= Exercise =
Output the listing below, all of it, exactly as given.

= Entries supplied =

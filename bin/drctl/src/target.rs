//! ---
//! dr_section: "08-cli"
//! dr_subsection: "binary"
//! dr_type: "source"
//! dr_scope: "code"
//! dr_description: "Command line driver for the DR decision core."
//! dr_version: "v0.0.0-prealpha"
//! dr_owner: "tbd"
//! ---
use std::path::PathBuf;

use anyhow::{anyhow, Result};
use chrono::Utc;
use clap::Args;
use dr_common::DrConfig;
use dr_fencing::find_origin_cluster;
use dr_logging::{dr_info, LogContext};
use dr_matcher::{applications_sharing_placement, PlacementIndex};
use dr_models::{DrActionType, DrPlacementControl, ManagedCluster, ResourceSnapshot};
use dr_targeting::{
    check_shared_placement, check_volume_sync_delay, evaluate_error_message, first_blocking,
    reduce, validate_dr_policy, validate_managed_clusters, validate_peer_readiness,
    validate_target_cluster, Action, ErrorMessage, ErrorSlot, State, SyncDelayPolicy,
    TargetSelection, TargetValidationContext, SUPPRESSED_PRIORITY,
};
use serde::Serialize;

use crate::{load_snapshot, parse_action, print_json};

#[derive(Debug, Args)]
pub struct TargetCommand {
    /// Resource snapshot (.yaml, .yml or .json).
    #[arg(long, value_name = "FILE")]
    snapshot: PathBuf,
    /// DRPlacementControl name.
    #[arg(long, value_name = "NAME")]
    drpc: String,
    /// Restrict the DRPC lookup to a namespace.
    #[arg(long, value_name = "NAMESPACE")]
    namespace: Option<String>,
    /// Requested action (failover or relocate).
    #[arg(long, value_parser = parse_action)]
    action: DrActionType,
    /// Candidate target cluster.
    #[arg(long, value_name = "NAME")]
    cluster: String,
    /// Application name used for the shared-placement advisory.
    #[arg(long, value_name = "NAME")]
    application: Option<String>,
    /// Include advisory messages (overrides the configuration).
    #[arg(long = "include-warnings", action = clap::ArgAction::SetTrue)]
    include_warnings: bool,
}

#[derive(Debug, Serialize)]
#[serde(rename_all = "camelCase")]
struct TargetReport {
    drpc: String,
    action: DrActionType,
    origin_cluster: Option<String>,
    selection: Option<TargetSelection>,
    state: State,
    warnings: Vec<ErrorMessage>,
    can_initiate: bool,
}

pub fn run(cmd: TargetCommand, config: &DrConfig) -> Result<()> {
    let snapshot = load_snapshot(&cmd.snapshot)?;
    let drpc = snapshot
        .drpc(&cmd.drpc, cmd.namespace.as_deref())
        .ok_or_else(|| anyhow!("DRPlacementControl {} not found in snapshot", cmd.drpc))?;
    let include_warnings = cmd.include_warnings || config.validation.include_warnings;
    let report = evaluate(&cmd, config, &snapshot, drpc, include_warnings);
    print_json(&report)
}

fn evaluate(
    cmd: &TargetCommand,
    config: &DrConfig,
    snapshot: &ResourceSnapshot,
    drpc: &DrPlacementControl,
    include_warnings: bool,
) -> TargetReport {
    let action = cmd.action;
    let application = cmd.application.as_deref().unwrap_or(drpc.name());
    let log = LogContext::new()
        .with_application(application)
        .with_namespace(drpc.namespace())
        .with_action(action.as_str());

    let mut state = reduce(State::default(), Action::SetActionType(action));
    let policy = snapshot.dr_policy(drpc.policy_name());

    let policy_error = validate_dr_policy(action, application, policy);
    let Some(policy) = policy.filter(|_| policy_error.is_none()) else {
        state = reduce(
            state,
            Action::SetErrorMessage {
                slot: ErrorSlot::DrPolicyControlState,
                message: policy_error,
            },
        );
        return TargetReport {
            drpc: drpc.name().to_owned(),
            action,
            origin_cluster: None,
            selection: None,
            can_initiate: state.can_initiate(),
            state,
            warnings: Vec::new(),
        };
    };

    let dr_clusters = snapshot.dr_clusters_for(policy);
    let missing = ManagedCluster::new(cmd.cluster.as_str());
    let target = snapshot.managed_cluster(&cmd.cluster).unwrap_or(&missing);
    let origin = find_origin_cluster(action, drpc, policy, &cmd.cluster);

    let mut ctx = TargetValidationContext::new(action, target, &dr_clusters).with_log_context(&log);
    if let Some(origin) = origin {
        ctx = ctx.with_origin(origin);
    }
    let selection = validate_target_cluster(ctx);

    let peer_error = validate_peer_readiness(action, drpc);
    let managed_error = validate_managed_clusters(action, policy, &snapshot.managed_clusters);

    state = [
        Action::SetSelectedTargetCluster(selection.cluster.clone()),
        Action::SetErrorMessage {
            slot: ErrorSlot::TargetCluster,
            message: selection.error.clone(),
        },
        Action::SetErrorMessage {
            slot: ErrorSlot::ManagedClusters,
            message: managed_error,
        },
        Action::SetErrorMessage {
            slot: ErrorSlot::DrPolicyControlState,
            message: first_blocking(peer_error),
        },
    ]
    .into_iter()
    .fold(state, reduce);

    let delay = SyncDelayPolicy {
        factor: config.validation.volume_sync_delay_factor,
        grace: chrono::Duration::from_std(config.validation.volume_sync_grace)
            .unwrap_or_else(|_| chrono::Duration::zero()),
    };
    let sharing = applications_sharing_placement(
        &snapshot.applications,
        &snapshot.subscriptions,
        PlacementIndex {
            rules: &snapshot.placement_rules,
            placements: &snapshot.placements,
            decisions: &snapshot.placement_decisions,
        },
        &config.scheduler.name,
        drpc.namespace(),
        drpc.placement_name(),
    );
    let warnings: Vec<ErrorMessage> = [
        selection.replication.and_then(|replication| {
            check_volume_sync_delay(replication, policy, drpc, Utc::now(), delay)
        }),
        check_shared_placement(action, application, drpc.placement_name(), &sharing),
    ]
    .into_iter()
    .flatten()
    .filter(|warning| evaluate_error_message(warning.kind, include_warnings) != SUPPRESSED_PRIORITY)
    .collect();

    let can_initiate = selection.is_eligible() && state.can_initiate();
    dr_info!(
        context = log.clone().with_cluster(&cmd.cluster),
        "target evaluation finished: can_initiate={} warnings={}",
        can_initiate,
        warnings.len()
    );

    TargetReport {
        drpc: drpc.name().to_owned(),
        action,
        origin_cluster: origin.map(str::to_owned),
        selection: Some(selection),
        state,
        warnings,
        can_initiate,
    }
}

= Solution for this exercise =
filename bin/drctl/src/target.rs
//! ---
//! dr_section: "08-cli"
//! dr_subsection: "binary"
//! dr_type: "source"
//! dr_scope: "code"
//! dr_description: "Command line driver for the DR decision core."
//! dr_version: "v0.0.0-prealpha"
//! dr_owner: "tbd"
//! ---
use std::path::PathBuf;

use anyhow::{anyhow, Result};
use chrono::Utc;
use clap::Args;
use dr_common::DrConfig;
use dr_fencing::find_origin_cluster;
use dr_logging::{dr_info, LogContext};
use dr_matcher::{applications_sharing_placement, PlacementIndex};
use dr_models::{DrActionType, DrPlacementControl, ManagedCluster, ResourceSnapshot};
use dr_targeting::{
    check_shared_placement, check_volume_sync_delay, evaluate_error_message, first_blocking,
    reduce, validate_dr_policy, validate_managed_clusters, validate_peer_readiness,
    validate_target_cluster, Action, ErrorMessage, ErrorSlot, State, SyncDelayPolicy,
    TargetSelection, TargetValidationContext, SUPPRESSED_PRIORITY,
};
use serde::Serialize;

use crate::{load_snapshot, parse_action, print_json};

#[derive(Debug, Args)]
pub struct TargetCommand {
    /// Resource snapshot (.yaml, .yml or .json).
    #[arg(long, value_name = "FILE")]
    snapshot: PathBuf,
    /// DRPlacementControl name.
    #[arg(long, value_name = "NAME")]
    drpc: String,
    /// Restrict the DRPC lookup to a namespace.
    #[arg(long, value_name = "NAMESPACE")]
    namespace: Option<String>,
    /// Requested action (failover or relocate).
    #[arg(long, value_parser = parse_action)]
    action: DrActionType,
    /// Candidate target cluster.
    #[arg(long, value_name = "NAME")]
    cluster: String,
    /// Application name used for the shared-placement advisory.
    #[arg(long, value_name = "NAME")]
    application: Option<String>,
    /// Include advisory messages (overrides the configuration).
    #[arg(long = "include-warnings", action = clap::ArgAction::SetTrue)]
    include_warnings: bool,
}

#[derive(Debug, Serialize)]
#[serde(rename_all = "camelCase")]
struct TargetReport {
    drpc: String,
    action: DrActionType,
    origin_cluster: Option<String>,
    selection: Option<TargetSelection>,
    state: State,
    warnings: Vec<ErrorMessage>,
    can_initiate: bool,
}

pub fn run(cmd: TargetCommand, config: &DrConfig) -> Result<()> {
    let snapshot = load_snapshot(&cmd.snapshot)?;
    let drpc = snapshot
        .drpc(&cmd.drpc, cmd.namespace.as_deref())
        .ok_or_else(|| anyhow!("DRPlacementControl {} not found in snapshot", cmd.drpc))?;
    let include_warnings = cmd.include_warnings || config.validation.include_warnings;
    let report = evaluate(&cmd, config, &snapshot, drpc, include_warnings);
    print_json(&report)
}

fn evaluate(
    cmd: &TargetCommand,
    config: &DrConfig,
    snapshot: &ResourceSnapshot,
    drpc: &DrPlacementControl,
    include_warnings: bool,
) -> TargetReport {
    let action = cmd.action;
    let application = cmd.application.as_deref().unwrap_or(drpc.name());
    let log = LogContext::new()
        .with_application(application)
        .with_namespace(drpc.namespace())
        .with_action(action.as_str());

    let mut state = reduce(State::default(), Action::SetActionType(action));
    let policy = snapshot.dr_policy(drpc.policy_name());

    let policy_error = validate_dr_policy(action, application, policy);
    let Some(policy) = policy.filter(|_| policy_error.is_none()) else {
        state = reduce(
            state,
            Action::SetErrorMessage {
                slot: ErrorSlot::DrPolicyControlState,
                message: policy_error,
            },
        );
        return TargetReport {
            drpc: drpc.name().to_owned(),
            action,
            origin_cluster: None,
            selection: None,
            can_initiate: state.can_initiate(),
            state,
            warnings: Vec::new(),
        };
    };

    let dr_clusters = snapshot.dr_clusters_for(policy);
    let missing = ManagedCluster::new(cmd.cluster.as_str());
    let target = snapshot.managed_cluster(&cmd.cluster).unwrap_or(&missing);
    let origin = find_origin_cluster(action, drpc, policy, &cmd.cluster);

    let mut ctx = TargetValidationContext::new(action, target, &dr_clusters).with_log_context(&log);
    if let Some(origin) = origin {
        ctx = ctx.with_origin(origin);
    }
    let selection = validate_target_cluster(ctx);

    let peer_error = validate_peer_readiness(action, drpc);
    let managed_error = validate_managed_clusters(action, policy, &snapshot.managed_clusters);

    state = [
        Action::SetSelectedTargetCluster(selection.cluster.clone()),
        Action::SetErrorMessage {
            slot: ErrorSlot::TargetCluster,
            message: selection.error.clone(),
        },
        Action::SetErrorMessage {
            slot: ErrorSlot::ManagedClusters,
            message: managed_error,
        },
        Action::SetErrorMessage {
            slot: ErrorSlot::DrPolicyControlState,
            message: first_blocking(peer_error),
        },
    ]
    .into_iter()
    .fold(state, reduce);

    let delay = SyncDelayPolicy {
        factor: config.validation.volume_sync_delay_factor,
        grace: chrono::Duration::from_std(config.validation.volume_sync_grace)
            .unwrap_or_else(|_| chrono::Duration::zero()),
    };
    let sharing = applications_sharing_placement(
        &snapshot.applications,
        &snapshot.subscriptions,
        PlacementIndex {
            rules: &snapshot.placement_rules,
            placements: &snapshot.placements,
            decisions: &snapshot.placement_decisions,
        },
        &config.scheduler.name,
        drpc.namespace(),
        drpc.placement_name(),
    );
    let warnings: Vec<ErrorMessage> = [
        selection.replication.and_then(|replication| {
            check_volume_sync_delay(replication, policy, drpc, Utc::now(), delay)
        }),
        check_shared_placement(action, application, drpc.placement_name(), &sharing),
    ]
    .into_iter()
    .flatten()
    .filter(|warning| evaluate_error_message(warning.kind, include_warnings) != SUPPRESSED_PRIORITY)
    .collect();

    let can_initiate = selection.is_eligible() && state.can_initiate();
    dr_info!(
        context = log.clone().with_cluster(&cmd.cluster),
        "target evaluation finished: can_initiate={} warnings={}",
        can_initiate,
        warnings.len()
    );

    TargetReport {
        drpc: drpc.name().to_owned(),
        action,
        origin_cluster: origin.map(str::to_owned),
        selection: Some(selection),
        state,
        warnings,
        can_initiate,
    }
}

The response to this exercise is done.